Toral Shah, nutritional scientist, functional medicine practitioner and founder of The Urban Kitchen is here to talk to us about the relationship between Vitamin D and the gut microbiome.
Our gut microbiome is essential for balancing day-to-day bodily functions. This is via both its metabolic activity (chemical processes) and impact on the immune system.
This system requires maintaining a delicate balance for optimal health and well-being. Any imbalance could have a profound impact on such things as our weight, health and overall quality of life. Imbalance or lack of biodiversity of the gut microbiome (which might be due to nutrition and lifestyle choices) could contribute to many diseases including risk of cancer, type 2 diabetes, irritable bowel syndrome, cardiovascular disease, allergies, mood disorders and inflammatory bowel disease.
In a similar way, a lack of vitamin D is also associated to an increasing range of diseases and ill health including poor musculoskeletal health, as well as immune and inflammatory diseases. Vitamin D deficiency is a growing problem, and is linked to many of the same diseases that are caused by imbalances in the gut microbiome.
Vitamin D is not just a vitamin, but in fact a steroid hormone which manages a huge proportion of our biological functions, including the regulation of calcium in our blood.

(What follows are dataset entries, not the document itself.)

//! 响应分类规则
//!
//! 优先按稳定的响应码判断；响应码缺失或未配置时，才退回到对消息文本做子串匹配

use super::envelope::{ApiResponse, Verdict};
use crate::model::config::Config;

/// 提交结果分类
#[derive(Debug, Clone, Copy, PartialEq, Eq)]
pub enum SubmitVerdict {
    /// 提交成功
    Submitted,
    /// 该账号已持有此档位，等同成功
    Duplicate,
    /// 票据失效，需要重新获取
    TicketInvalid,
    /// 被限流
    RateLimited,
    /// 其他可重试的失败
    Rejected,
}

impl SubmitVerdict {
    /// 是否结束本次竞速
    pub fn is_terminal(&self) -> bool {
        matches!(self, Self::Submitted | Self::Duplicate | Self::TicketInvalid)
    }
}

/// 响应分类规则
#[derive(Debug, Clone, Default)]
pub struct ResponseRules {
    pub duplicate_codes: Vec<String>,
    pub duplicate_markers: Vec<String>,
    pub ticket_invalid_codes: Vec<String>,
    pub ticket_invalid_markers: Vec<String>,
    pub rate_limited_codes: Vec<String>,
    pub rate_limited_markers: Vec<String>,
}

impl ResponseRules {
    pub fn from_config(config: &Config) -> Self {
        Self {
            duplicate_codes: config.duplicate_codes.clone(),
            duplicate_markers: lowercase_all(&config.duplicate_markers),
            ticket_invalid_codes: config.ticket_invalid_codes.clone(),
            ticket_invalid_markers: lowercase_all(&config.ticket_invalid_markers),
            rate_limited_codes: config.rate_limited_codes.clone(),
            rate_limited_markers: lowercase_all(&config.rate_limited_markers),
        }
    }

    /// 对提交响应分类
    pub fn classify_submit(&self, response: &ApiResponse<Verdict>) -> SubmitVerdict {
        let code = response.effective_code();
        let message = response.effective_message();

        if matches_code(&self.duplicate_codes, code) {
            return SubmitVerdict::Duplicate;
        }
        if matches_code(&self.ticket_invalid_codes, code) {
            return SubmitVerdict::TicketInvalid;
        }
        if matches_code(&self.rate_limited_codes, code) {
            return SubmitVerdict::RateLimited;
        }
        if !response.is_explicit_failure() {
            return SubmitVerdict::Submitted;
        }

        // 兜底：按消息文本判断
        if matches_marker(&self.duplicate_markers, message) {
            SubmitVerdict::Duplicate
        } else if matches_marker(&self.ticket_invalid_markers, message) {
            SubmitVerdict::TicketInvalid
        } else if matches_marker(&self.rate_limited_markers, message) {
            SubmitVerdict::RateLimited
        } else {
            SubmitVerdict::Rejected
        }
    }

    /// 响应是否表示限流
    pub fn is_rate_limited<T>(&self, response: &ApiResponse<T>) -> bool {
        matches_code(&self.rate_limited_codes, response.code.as_deref())
            || matches_marker(&self.rate_limited_markers, response.message.as_deref())
    }
}

fn lowercase_all(markers: &[String]) -> Vec<String> {
    markers
        .iter()
        .filter(|m| !m.is_empty())
        .map(|m| m.to_lowercase())
        .collect()
}

fn matches_code(codes: &[String], code: Option<&str>) -> bool {
    code.is_some_and(|code| codes.iter().any(|c| c == code))
}

fn matches_marker(markers: &[String], message: Option<&str>) -> bool {
    match message {
        Some(message) => {
            let message = message.to_lowercase();
            markers.iter().any(|m| message.contains(m.as_str()))
        }
        None => false,
    }
}

#[cfg(test)]
mod tests {
    use super::*;

    fn rules() -> ResponseRules {
        let mut config = Config::default();
        config.duplicate_codes = vec!["40901".to_string()];
        config.ticket_invalid_codes = vec!["40101".to_string()];
        ResponseRules::from_config(&config)
    }

    fn verdict(success: bool, code: Option<&str>, message: &str) -> ApiResponse<Verdict> {
        ApiResponse::ok(Verdict {
            success: Some(success),
            code: code.map(str::to_string),
            message: Some(message.to_string()),
        })
    }

    #[test]
    fn test_success() {
        assert_eq!(
            rules().classify_submit(&verdict(true, None, "ok")),
            SubmitVerdict::Submitted
        );
    }

    #[test]
    fn test_duplicate_by_code_wins_over_message() {
        assert_eq!(
            rules().classify_submit(&verdict(false, Some("40901"), "something else")),
            SubmitVerdict::Duplicate
        );
    }

    #[test]
    fn test_duplicate_by_marker_fallback() {
        assert_eq!(
            rules().classify_submit(&verdict(false, None, "请勿重复提交")),
            SubmitVerdict::Duplicate
        );
        assert_eq!(
            rules().classify_submit(&verdict(false, Some("1"), "Already Submitted for slot")),
            SubmitVerdict::Duplicate
        );
    }

    #[test]
    fn test_ticket_invalid() {
        assert_eq!(
            rules().classify_submit(&verdict(false, Some("40101"), "")),
            SubmitVerdict::TicketInvalid
        );
        assert_eq!(
            rules().classify_submit(&verdict(false, None, "Ticket expired")),
            SubmitVerdict::TicketInvalid
        );
    }

    #[test]
    fn test_rate_limited_and_rejected() {
        assert_eq!(
            rules().classify_submit(&verdict(false, Some("429"), "")),
            SubmitVerdict::RateLimited
        );
        assert_eq!(
            rules().classify_submit(&verdict(false, None, "slot sold out, try later")),
            SubmitVerdict::Rejected
        );
        assert!(!SubmitVerdict::Rejected.is_terminal());
        assert!(SubmitVerdict::Duplicate.is_terminal());
    }

    #[test]
    fn test_is_rate_limited_on_envelope() {
        let resp: ApiResponse<Verdict> = ApiResponse::fail(None, "Too Many Requests");
        assert!(rules().is_rate_limited(&resp));
        let resp: ApiResponse<Verdict> = ApiResponse::fail(Some("500"), "oops");
        assert!(!rules().is_rate_limited(&resp));
    }
}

It also modulates insulin secretion, synthesis and secretion of hormones, regulation of genes, and function within the immune system.

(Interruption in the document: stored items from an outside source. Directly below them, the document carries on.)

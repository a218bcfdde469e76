//! 票据校验

use std::sync::Arc;

use super::rate_limit::RateLimiter;
use crate::claim::model::Ticket;
use crate::claim::ClaimApi;
use crate::error::{RaceError, RaceResult};
use crate::model::account::Account;

/// 校验结果
#[derive(Debug, Clone, PartialEq, Eq)]
pub struct Validation {
    pub accepted: bool,
    /// 传输失败或响应无法解析时为 true；服务端明确拒绝时为 false
    pub retryable: bool,
    pub reason: Option<String>,
}

impl Validation {
    fn accepted() -> Self {
        Self {
            accepted: true,
            retryable: false,
            reason: None,
        }
    }

    fn rejected(reason: impl Into<String>) -> Self {
        Self {
            accepted: false,
            retryable: false,
            reason: Some(reason.into()),
        }
    }

    fn retry(reason: impl Into<String>) -> Self {
        Self {
            accepted: false,
            retryable: true,
            reason: Some(reason.into()),
        }
    }

    /// 转换为错误描述，供调用方记录
    pub fn to_error(&self) -> Option<RaceError> {
        if self.accepted {
            return None;
        }
        let reason = self.reason.clone().unwrap_or_default();
        Some(if self.retryable {
            RaceError::Transient(reason)
        } else {
            RaceError::TokenRejected(reason)
        })
    }
}

/// 票据校验器
pub struct TicketValidator {
    api: Arc<dyn ClaimApi>,
    limiter: Arc<RateLimiter>,
}

impl TicketValidator {
    pub fn new(api: Arc<dyn ClaimApi>, limiter: Arc<RateLimiter>) -> Self {
        Self { api, limiter }
    }

    /// 提交一次校验
    ///
    /// 除非服务端明确表示失败，否则视为通过。只有代理池过期会返回 `Err`
    pub async fn validate(&self, account: &Account, ticket: &Ticket) -> RaceResult<Validation> {
        self.limiter.acquire(&account.id).await;

        let validation = match self.api.validate_ticket(account, ticket).await {
            Ok(response) if response.is_explicit_failure() => Validation::rejected(
                response
                    .effective_message()
                    .or(response.effective_code())
                    .unwrap_or("校验未通过"),
            ),
            Ok(_) => Validation::accepted(),
            Err(e) if e.is_global() => return Err(e),
            Err(e) => Validation::retry(e.to_string()),
        };

        if validation.accepted {
            tracing::info!("账号 {} 票据校验通过", account.display_name());
        } else {
            tracing::warn!(
                "账号 {} 票据校验未通过: {}",
                account.display_name(),
                validation.reason.as_deref().unwrap_or("-")
            );
        }
        Ok(validation)
    }
}

#[cfg(test)]
mod tests {
    use super::*;
    use crate::claim::model::{ApiResponse, Verdict};
    use crate::race::testing::{accepted, rejected, transient, ScriptedApi, Step};

    fn validator(api: Arc<ScriptedApi>) -> TicketValidator {
        TicketValidator::new(api, Arc::new(RateLimiter::new(10)))
    }

    fn ticket() -> Ticket {
        Ticket::parse("tk").unwrap()
    }

    #[tokio::test]
    async fn test_accepted() {
        let api = Arc::new(ScriptedApi::new());
        api.push_validation(Step::now(accepted()));
        let v = validator(api.clone())
            .validate(&Account::new("u1", "t"), &ticket())
            .await
            .unwrap();
        assert!(v.accepted);
        assert!(v.to_error().is_none());
        assert_eq!(api.validations(), 1);
    }

    #[tokio::test]
    async fn test_missing_verdict_counts_as_accepted() {
        let api = Arc::new(ScriptedApi::new());
        api.push_validation(Step::now(Ok(ApiResponse {
            success: true,
            data: None::<Verdict>,
            code: None,
            message: None,
        })));
        let v = validator(api)
            .validate(&Account::new("u1", "t"), &ticket())
            .await
            .unwrap();
        assert!(v.accepted);
    }

    #[tokio::test]
    async fn test_explicit_rejection() {
        let api = Arc::new(ScriptedApi::new());
        api.push_validation(Step::now(rejected(Some("403"), "ticket used")));
        let v = validator(api)
            .validate(&Account::new("u1", "t"), &ticket())
            .await
            .unwrap();
        assert!(!v.accepted);
        assert!(!v.retryable);
        assert_eq!(v.reason.as_deref(), Some("ticket used"));
        assert!(matches!(v.to_error(), Some(RaceError::TokenRejected(_))));
    }

    #[tokio::test]
    async fn test_outer_failure_rejects() {
        let api = Arc::new(ScriptedApi::new());
        api.push_validation(Step::now(Ok(ApiResponse::fail(Some("E1"), "bad"))));
        let v = validator(api)
            .validate(&Account::new("u1", "t"), &ticket())
            .await
            .unwrap();
        assert!(!v.accepted);
    }

    #[tokio::test]
    async fn test_transport_error_is_retryable() {
        let api = Arc::new(ScriptedApi::new());
        api.push_validation(Step::now(transient()));
        let v = validator(api)
            .validate(&Account::new("u1", "t"), &ticket())
            .await
            .unwrap();
        assert!(!v.accepted);
        assert!(v.retryable);
    }

    #[tokio::test]
    async fn test_pool_expired_propagates() {
        let api = Arc::new(ScriptedApi::new());
        api.push_validation(Step::now(Err(RaceError::PoolExpired)));
        let err = validator(api)
            .validate(&Account::new("u1", "t"), &ticket())
            .await
            .unwrap_err();
        assert_eq!(err, RaceError::PoolExpired);
    }
}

Vitamin D is normally synthesized in skin by exposure to the sun, where UV light generates pre-Vitamin D. This undergoes further reactions to make an active form of vitamin D, cholecalciferol or Vitamin D3. In the Northern hemisphere, (ie Northern Europe, Canada, Scandinavia and some of the USA), we don’t have enough UV light from the sun in winter (end of Oct to March) to make vitamin D and so are often deficient.
Research studies in both animals and humans have shown that vitamin D promotes intestinal health and can change the gut microbiome and the diversity of the bacteria. A Canadian study showed that exposure to sunlight or UVB light can modulate the gut microbiome – this was most effective in those that were vitamin D deficient. In early 2020, a study in teenage girls showed that supplementing with a high dose of vitamin D changed the composition of their gut microbiomes, increasing the proportion of beneficial bacteria.

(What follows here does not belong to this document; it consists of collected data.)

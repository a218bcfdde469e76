//! 单账号抢票状态机
//!
//! ```text
//! AcquiringTicket ──► Validating ──► Racing ──► Done
//!        ▲                │             │
//!        └──── 拒绝 ──────┘             │
//!        └──── 票据失效 ────────────────┘
//! ```
//!
//! 任意状态收到停止信号都会进入 `Stopped`

use std::sync::Arc;
use std::time::Duration;

use tokio::time::Instant;
use tokio_util::sync::CancellationToken;

use super::acquirer::{AcquireSettings, TicketAcquirer};
use super::outcome::{AccountReport, AttemptReport, RaceOutcome, SubmitOutcome};
use super::rate_limit::RateLimiter;
use super::submission::{RaceSettings, SubmissionRace};
use super::validator::TicketValidator;
use crate::claim::model::{ClaimTask, ResponseRules, Ticket};
use crate::claim::ClaimApi;
use crate::error::RaceError;
use crate::model::account::{Account, AccountStatus};
use crate::model::config::Config;

/// 状态机参数
#[derive(Debug, Clone)]
pub struct ControllerSettings {
    pub ticket_timeout: Duration,
    pub validation_retry_delay: Duration,
    /// 票据超过该时长未确认即重新校验
    pub ticket_ttl: Duration,
    /// 连续超时或出错的竞速次数上限，0 表示不限
    pub max_race_retries: u32,
}

impl ControllerSettings {
    pub fn from_config(config: &Config) -> Self {
        Self {
            ticket_timeout: Duration::from_secs(config.ticket_timeout_secs),
            validation_retry_delay: Duration::from_millis(config.validation_retry_delay_ms),
            ticket_ttl: Duration::from_secs(config.ticket_ttl_secs),
            max_race_retries: config.max_race_retries,
        }
    }
}

/// 所有账号共享的组件
pub struct RaceContext {
    pub acquirer: TicketAcquirer,
    pub validator: TicketValidator,
    pub race: SubmissionRace,
    pub settings: ControllerSettings,
}

impl RaceContext {
    /// 按配置组装，票据获取和校验共用同一个限流器
    pub fn from_config(api: Arc<dyn ClaimApi>, config: &Config) -> Self {
        let limiter = Arc::new(RateLimiter::new(config.requests_per_second));
        let rules = Arc::new(ResponseRules::from_config(config));
        Self {
            acquirer: TicketAcquirer::new(
                Arc::clone(&api),
                Arc::clone(&limiter),
                Arc::clone(&rules),
                AcquireSettings::from_config(config),
            ),
            validator: TicketValidator::new(Arc::clone(&api), limiter),
            race: SubmissionRace::new(api, rules, RaceSettings::from_config(config)),
            settings: ControllerSettings::from_config(config),
        }
    }
}

/// 状态机的状态
#[derive(Debug)]
pub enum RaceState {
    AcquiringTicket,
    Validating(Ticket),
    Racing(Ticket),
    Done(RaceOutcome),
    Stopped,
}

/// 单账号控制器
///
/// 状态、最近错误等都只在控制器内部可见，对外只产出 [`AccountReport`]
pub struct AccountRaceController {
    account: Arc<Account>,
    ctx: Arc<RaceContext>,
    stop: CancellationToken,
    status: AccountStatus,
    last_error: Option<RaceError>,
    tickets_used: u32,
    races_run: u32,
    race_failures: u32,
    winner: Option<AttemptReport>,
}

impl AccountRaceController {
    pub fn new(account: Arc<Account>, ctx: Arc<RaceContext>, stop: CancellationToken) -> Self {
        Self {
            account,
            ctx,
            stop,
            status: AccountStatus::Pending,
            last_error: None,
            tickets_used: 0,
            races_run: 0,
            race_failures: 0,
            winner: None,
        }
    }

    /// 运行到终态并生成报告
    pub async fn run(mut self) -> AccountReport {
        let started = Instant::now();

        let mut state = if self.account.claim_targets().is_empty() {
            tracing::warn!("账号 {} 没有可提交的档位", self.account.display_name());
            self.last_error = Some(RaceError::NothingToClaim);
            RaceState::Done(RaceOutcome::Error)
        } else {
            RaceState::AcquiringTicket
        };

        loop {
            if self.stop.is_cancelled()
                && !matches!(state, RaceState::Done(_) | RaceState::Stopped)
            {
                state = RaceState::Stopped;
            }

            state = match state {
                RaceState::AcquiringTicket => self.on_acquiring().await,
                RaceState::Validating(ticket) => self.on_validating(ticket).await,
                RaceState::Racing(ticket) => self.on_racing(ticket).await,
                RaceState::Done(outcome) => {
                    self.set_status(AccountStatus::Done);
                    return self.finish(outcome, started);
                }
                RaceState::Stopped => {
                    self.set_status(AccountStatus::Stopped);
                    return self.finish(RaceOutcome::Interrupted, started);
                }
            };
        }
    }

    async fn on_acquiring(&mut self) -> RaceState {
        self.set_status(AccountStatus::AcquiringTicket);
        let result = self
            .ctx
            .acquirer
            .acquire_ticket(&self.account, self.ctx.settings.ticket_timeout, &self.stop)
            .await;

        match result {
            Ok(ticket) => {
                self.tickets_used += 1;
                RaceState::Validating(ticket)
            }
            Err(e) => self.fail(e),
        }
    }

    async fn on_validating(&mut self, mut ticket: Ticket) -> RaceState {
        self.set_status(AccountStatus::Validating);
        let result = tokio::select! {
            biased;
            _ = self.stop.cancelled() => return RaceState::Stopped,
            result = self.ctx.validator.validate(&self.account, &ticket) => result,
        };

        let validation = match result {
            Ok(validation) => validation,
            Err(e) => return self.fail(e),
        };
        if validation.accepted {
            ticket.mark_checked();
            return RaceState::Racing(ticket);
        }

        self.last_error = validation.to_error();
        if validation.retryable {
            tokio::select! {
                biased;
                _ = self.stop.cancelled() => return RaceState::Stopped,
                _ = tokio::time::sleep(self.ctx.settings.validation_retry_delay) => {}
            }
        }
        RaceState::AcquiringTicket
    }

    async fn on_racing(&mut self, ticket: Ticket) -> RaceState {
        self.set_status(AccountStatus::Racing);
        self.races_run += 1;

        let tasks = ClaimTask::for_account(&self.account, &ticket);
        let started = Instant::now();
        let outcome = self
            .ctx
            .race
            .run(Arc::clone(&self.account), tasks, ticket.clone(), &self.stop)
            .await;

        match outcome {
            SubmitOutcome::Submitted(report) => {
                self.winner = Some(report);
                RaceState::Done(RaceOutcome::Submitted)
            }
            SubmitOutcome::Duplicate(report) => {
                tracing::info!(
                    "账号 {} 已持有档位 {}，按完成处理",
                    self.account.display_name(),
                    report.category
                );
                self.winner = Some(report);
                RaceState::Done(RaceOutcome::Duplicate)
            }
            SubmitOutcome::TicketInvalid => {
                self.last_error = Some(RaceError::TokenExpiredMidRace);
                self.race_failures = 0;
                RaceState::AcquiringTicket
            }
            SubmitOutcome::Interrupted => RaceState::Stopped,
            SubmitOutcome::Timeout => {
                let error = RaceError::CapacityTimeout {
                    stage: "race",
                    attempts: self.races_run,
                    elapsed: started.elapsed(),
                };
                self.retry_race(ticket, error, RaceOutcome::TimedOut)
            }
            SubmitOutcome::Error(e) if e.is_global() => self.fail(e),
            SubmitOutcome::Error(RaceError::NothingToClaim) => {
                self.last_error = Some(RaceError::NothingToClaim);
                RaceState::Done(RaceOutcome::Error)
            }
            SubmitOutcome::Error(e) => self.retry_race(ticket, e, RaceOutcome::Error),
        }
    }

    /// 非终态的竞速结果：同一张票据再来一次，连续失败过多则放弃
    fn retry_race(&mut self, ticket: Ticket, error: RaceError, give_up: RaceOutcome) -> RaceState {
        self.race_failures += 1;
        tracing::warn!(
            "账号 {} 第 {} 次竞速未完成: {}",
            self.account.display_name(),
            self.race_failures,
            error
        );
        self.last_error = Some(error);

        let limit = self.ctx.settings.max_race_retries;
        if limit > 0 && self.race_failures >= limit {
            tracing::warn!(
                "账号 {} 连续 {} 次竞速未完成，放弃",
                self.account.display_name(),
                self.race_failures
            );
            return RaceState::Done(give_up);
        }

        if ticket.is_stale(self.ctx.settings.ticket_ttl) {
            tracing::info!("账号 {} 票据已陈旧，重新校验", self.account.display_name());
            RaceState::Validating(ticket)
        } else {
            RaceState::Racing(ticket)
        }
    }

    /// 阶段错误转换为下一状态
    fn fail(&mut self, error: RaceError) -> RaceState {
        let next = match &error {
            RaceError::Stopped => RaceState::Stopped,
            RaceError::PoolExpired => {
                tracing::error!(
                    "账号 {} 遇到代理池过期，停止全部账号",
                    self.account.display_name()
                );
                self.stop.cancel();
                RaceState::Stopped
            }
            RaceError::CapacityTimeout { .. } => RaceState::Done(RaceOutcome::TimedOut),
            _ => RaceState::Done(RaceOutcome::Error),
        };
        if error != RaceError::Stopped {
            self.last_error = Some(error);
        }
        next
    }

    fn set_status(&mut self, status: AccountStatus) {
        if self.status != status {
            tracing::debug!(
                "账号 {} 状态: {} -> {}",
                self.account.display_name(),
                self.status,
                status
            );
            self.status = status;
        }
    }

    fn finish(self, outcome: RaceOutcome, started: Instant) -> AccountReport {
        let elapsed = started.elapsed();
        match &self.last_error {
            Some(e) if !outcome.is_completed() => tracing::warn!(
                "账号 {} 结束: {}，最近错误: {}，耗时 {:?}",
                self.account.display_name(),
                outcome,
                e,
                elapsed
            ),
            _ => tracing::info!(
                "账号 {} 结束: {}，票据 {} 张，竞速 {} 次，耗时 {:?}",
                self.account.display_name(),
                outcome,
                self.tickets_used,
                self.races_run,
                elapsed
            ),
        }

        AccountReport {
            account_id: self.account.id.clone(),
            outcome,
            last_error: self.last_error.map(|e| e.to_string()),
            tickets_used: self.tickets_used,
            races_run: self.races_run,
            winner: self.winner,
            elapsed,
        }
    }
}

There are several potential mechanisms by which vitamin D may affect the gut microbiome. One of these may be due to the effect on the immune system as vitamin D has anti-inflammatory effects. Vitamin D deficiency has been shown to promote an inflammatory environment which can create imbalance in the gut microbiome.
Given that one of the most important roles of vitamin D is for our immune system to function optimally, getting sufficient vitamin D is key for long-term good health. So how can we do this? In the summer, we need to ensure we spend at least 15 – 20 minutes each day in the sun without sunscreen. In the winter, we need to supplement with vitamin D and eat vitamin D rich food such as oily fish and eggs. People of colour and older people require higher levels of vitamin D – much higher than Public Health England recommends as their recommendations are based on young white patients.
So, in summary, vitamin D plays a crucial role in the gut microbiome and gut bacteria diversity, as well as the immune system. We should all be careful therefore to ensure we get an adequate intake of vitamin D to help safeguard our health.
Leblanc et al – Bacteria as vitamin suppliers to their host: a gut microbiota perspective: Current Opinion in Biotechnology 2013; 24, 160 – 168
Layden et al – Short chain fatty acids and their receptors: new metabolic targets: Translational Research 2013; 161 – 131-140
Ivanov et Honda – Intestinal microbes as immune modulators: Cell Host and Microbe 2012;12 – 496 – 508
Rhee et al – Principles and clinical implications of the brain-gut-enteric microbiota axis: Nature Reviews Gastroenterology & Hepatology 2009; 6 – 306 – 314
Bosman et al – Skin Exposure to Narrow Band Ultraviolet (UVB) Light Modulates the Human Intestinal Microbiome Front. Microbiol., 24 October 2019
Tabataeizadeh et al – The effects of high doses of vitamin D on the composition of the gut microbiome of adolescent girls Clin Nutr ESPEN 2020 Feb;35:103-108.